Fast forward to the fall of 2016, when Donald Trump was running for President. At that point, there was some concern that these twin stories would come out in advance of the election and damage the President’s campaign. This fear apparently became stronger after the release of the Access Hollywood tape, which was quickly followed up by allegations from more than a dozen women of sexually inappropriate behavior by Trump over the years. It was roughly around this time that negotiations began on two fronts.

First, representatives for Stormy Daniels were approached regarding an agreement between her and Trump that would involve being paid a certain amount of money in exchange for her silence regarding her affair with Trump. The agreement was negotiated between an attorney representing Trump and Michael Cohen, who was, of course, Trump’s personal lawyer at the time.

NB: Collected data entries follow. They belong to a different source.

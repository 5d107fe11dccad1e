use thiserror::Error;

use super::FormatKind;

/// Errors raised while building or decoding data-item formats.
///
/// Schema-integrity variants (`MissingElement`, `WrongElementKind`,
/// `InvalidBitRange`, `UnsupportedWidth`) describe a defective format tree.
/// The remaining variants describe bad input data for one item instance.
///
/// # Examples
/// ```
/// use asterix_core::FormatError;
///
/// let err = FormatError::LengthMismatch {
///     declared: 6,
///     expected: 5,
///     count: 2,
///     element_len: 2,
/// };
/// assert!(err.to_string().contains("repetitive length mismatch"));
/// ```
#[derive(Debug, Clone, PartialEq, Eq, Error)]
pub enum FormatError {
    #[error("repetitive format has no fixed element attached")]
    MissingElement,
    #[error("repetitive format requires a fixed element, got {kind}")]
    WrongElementKind { kind: FormatKind },
    #[error(
        "repetitive length mismatch: declared {declared} bytes, expected {expected} \
         ({count} x {element_len} + 1)"
    )]
    LengthMismatch {
        declared: usize,
        expected: usize,
        count: u8,
        element_len: usize,
    },
    #[error("fixed length mismatch: declared {declared} bytes, expected {expected}")]
    FixedLengthMismatch { declared: usize, expected: usize },
    #[error("{kind} format does not take sub-items")]
    NoSubItems { kind: FormatKind },
    #[error("item too short: need {needed} bytes, got {actual}")]
    TooShort { needed: usize, actual: usize },
    #[error("invalid bit range for field {name}: {from}..={to}")]
    InvalidBitRange { name: String, from: usize, to: usize },
    #[error("unsupported width for field {name}: {width} bits")]
    UnsupportedWidth { name: String, width: usize },
    #[error("unknown field: {name}")]
    UnknownField { name: String },
}

impl FormatError {
    /// Stable diagnostic code for this error.
    pub fn code(&self) -> &'static str {
        match self {
            FormatError::MissingElement => "ASX-REP-NO-ELEMENT",
            FormatError::WrongElementKind { .. } => "ASX-REP-WRONG-KIND",
            FormatError::LengthMismatch { .. } => "ASX-REP-LENGTH",
            FormatError::FixedLengthMismatch { .. } => "ASX-FIXED-LENGTH",
            FormatError::NoSubItems { .. } => "ASX-NO-SUBITEMS",
            FormatError::TooShort { .. } => "ASX-TOO-SHORT",
            FormatError::InvalidBitRange { .. } => "ASX-BITS-RANGE",
            FormatError::UnsupportedWidth { .. } => "ASX-BITS-WIDTH",
            FormatError::UnknownField { .. } => "ASX-UNKNOWN-FIELD",
        }
    }

    /// Whether the error points at the format tree rather than the input.
    pub fn is_schema_error(&self) -> bool {
        matches!(
            self,
            FormatError::MissingElement
                | FormatError::WrongElementKind { .. }
                | FormatError::NoSubItems { .. }
                | FormatError::InvalidBitRange { .. }
                | FormatError::UnsupportedWidth { .. }
        )
    }
}

#[cfg(test)]
mod tests {
    use super::FormatError;
    use crate::format::FormatKind;

    #[test]
    fn codes_are_stable() {
        assert_eq!(FormatError::MissingElement.code(), "ASX-REP-NO-ELEMENT");
        let err = FormatError::TooShort {
            needed: 4,
            actual: 2,
        };
        assert_eq!(err.code(), "ASX-TOO-SHORT");
        assert!(err.to_string().contains("need 4 bytes, got 2"));
    }

    #[test]
    fn schema_errors_are_classified() {
        assert!(FormatError::MissingElement.is_schema_error());
        assert!(
            FormatError::WrongElementKind {
                kind: FormatKind::Repetitive
            }
            .is_schema_error()
        );
        assert!(
            !FormatError::LengthMismatch {
                declared: 6,
                expected: 5,
                count: 2,
                element_len: 2,
            }
            .is_schema_error()
        );
    }
}
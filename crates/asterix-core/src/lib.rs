//! ASTERIX data-item format decoders.
//!
//! This crate decodes the byte range of one ASTERIX data item into text
//! (plain, line-oriented, or JSON) or into an analyzer tree of located
//! fields. Locating the item inside a record and loading the category
//! schema belong to the caller; the crate supplies the format family those
//! layers assemble:
//! - [`FixedFormat`]: a fixed-length record of bit fields
//! - [`RepetitiveFormat`]: a count byte followed by that many fixed records
//!
//! Decoding is synchronous and side-effect free. Problems are reported into
//! a caller-supplied [`DiagnosticSink`] and the call returns a degraded but
//! well-defined result; no decode call panics or aborts the caller.
//!
//! Invariants:
//! - A repetitive item is decoded only when `declared_len == 1 + N * L`.
//! - Declared lengths are checked against the buffer before any slicing.
//! - JSON output never carries an empty `[]` for a repetitive item that
//!   produced nothing.
//!
//! # Examples
//! ```
//! use asterix_core::{
//!     BitsField, Diagnostics, Encoding, FixedFormat, FormatNode, OutputKind, RepetitiveFormat,
//! };
//!
//! // I048/250-style element: 56 bits of Mode S MB data, then BDS1/BDS2.
//! let element = FixedFormat::new(8)
//!     .with_field(BitsField::new("MBDATA", 9, 64, Encoding::Hex)?)?
//!     .with_field(BitsField::new("BDS1", 5, 8, Encoding::Unsigned)?)?
//!     .with_field(BitsField::new("BDS2", 1, 4, Encoding::Unsigned)?)?;
//! let format = RepetitiveFormat::with_element(element);
//!
//! let data = [0x01, 0xA0, 0x00, 0x00, 0x00, 0x00, 0x00, 0x01, 0x40];
//! let mut out = String::new();
//! let mut sink = Diagnostics::new();
//! let outcome = format.decode_text(&mut out, "I048/250", OutputKind::Json, &data, 9, &mut sink);
//! assert!(outcome.produced && sink.is_empty());
//! assert_eq!(out, r#"[{"MBDATA":"A0000000000001","BDS1":4,"BDS2":0}]"#);
//! # Ok::<(), asterix_core::FormatError>(())
//! ```

pub mod diagnostics;
pub mod format;
pub mod output;

#[cfg(feature = "analyzer")]
pub mod analyzer;

pub use diagnostics::{Diagnostic, DiagnosticSink, Diagnostics, Discard, Severity};
pub use format::{
    BitsField, DataItemFormat, Encoding, FixedFormat, FixedShape, FormatError, FormatKind,
    FormatNode, RepetitiveFormat, TextOutcome,
};
pub use output::{OutputKind, UnknownOutputKind};

#[cfg(feature = "analyzer")]
pub use analyzer::{DecodedField, FieldChain, FieldDefinition, FieldValue};
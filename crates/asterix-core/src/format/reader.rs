use super::error::FormatError;
use super::layout;

/// Bounds-checked access to one data-item instance.
pub struct ItemReader<'a> {
    data: &'a [u8],
}

impl<'a> ItemReader<'a> {
    pub fn new(data: &'a [u8]) -> Self {
        Self { data }
    }

    pub fn require_len(&self, needed: usize) -> Result<(), FormatError> {
        if self.data.len() < needed {
            return Err(FormatError::TooShort {
                needed,
                actual: self.data.len(),
            });
        }
        Ok(())
    }

    pub fn read_u8(&self, offset: usize) -> Result<u8, FormatError> {
        self.data.get(offset).copied().ok_or(FormatError::TooShort {
            needed: offset + 1,
            actual: self.data.len(),
        })
    }

    pub fn read_slice(&self, range: std::ops::Range<usize>) -> Result<&'a [u8], FormatError> {
        self.data.get(range.clone()).ok_or(FormatError::TooShort {
            needed: range.end,
            actual: self.data.len(),
        })
    }

    pub fn read_repetition_count(&self) -> Result<u8, FormatError> {
        self.read_u8(layout::REPETITION_COUNT_OFFSET)
    }

    /// Slice of the `index`-th fixed-size element following the count byte.
    pub fn element(&self, index: usize, element_len: usize) -> Result<&'a [u8], FormatError> {
        let start = layout::ELEMENTS_OFFSET + index * element_len;
        self.read_slice(start..start + element_len)
    }
}

#[cfg(test)]
mod tests {
    use super::ItemReader;

    #[test]
    fn read_u8_out_of_bounds() {
        let reader = ItemReader::new(&[0x01]);
        let err = reader.read_u8(1).unwrap_err();
        assert!(err.to_string().contains("need 2 bytes, got 1"));
    }

    #[test]
    fn elements_follow_count_byte() {
        let data = [0x02, 0x01, 0x02, 0x03, 0x04];
        let reader = ItemReader::new(&data);
        assert_eq!(reader.read_repetition_count().unwrap(), 2);
        assert_eq!(reader.element(0, 2).unwrap(), &[0x01, 0x02]);
        assert_eq!(reader.element(1, 2).unwrap(), &[0x03, 0x04]);
    }

    #[test]
    fn element_past_buffer_end_fails() {
        let data = [0x03, 0x01, 0x02, 0x03, 0x04];
        let reader = ItemReader::new(&data);
        let err = reader.element(2, 2).unwrap_err();
        assert!(err.to_string().contains("need 7 bytes, got 5"));
    }
}
pub mod cars;
pub mod errors;
pub mod openapi;
pub mod routes;
pub mod startup;
pub mod state;

pub use startup::{run, run_with_config};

The original claim from the White House was that the President had no idea what was going on with regard to these payments, and the President himself restated this position several times when asked about it by reporters. In addition to the fact that these claims of ignorance did not pass the test of credulity, generally speaking, these claims quickly began to fall apart in the spring of this year. In May, for example, Rudy Giuliani, who had at that point only recently joined the President’s legal team, appeared on Fox News Channel and revealed, to the surprise of many, that not only did the President know about the payoff to Daniels but that he had reimbursed Cohen for the $130,000 that was paid to Daniels. A week later, the President released an updated financial disclosure in which he acknowledged having reimbursed Cohen beginning late in 2016 and continuing into the beginning months of his time as President.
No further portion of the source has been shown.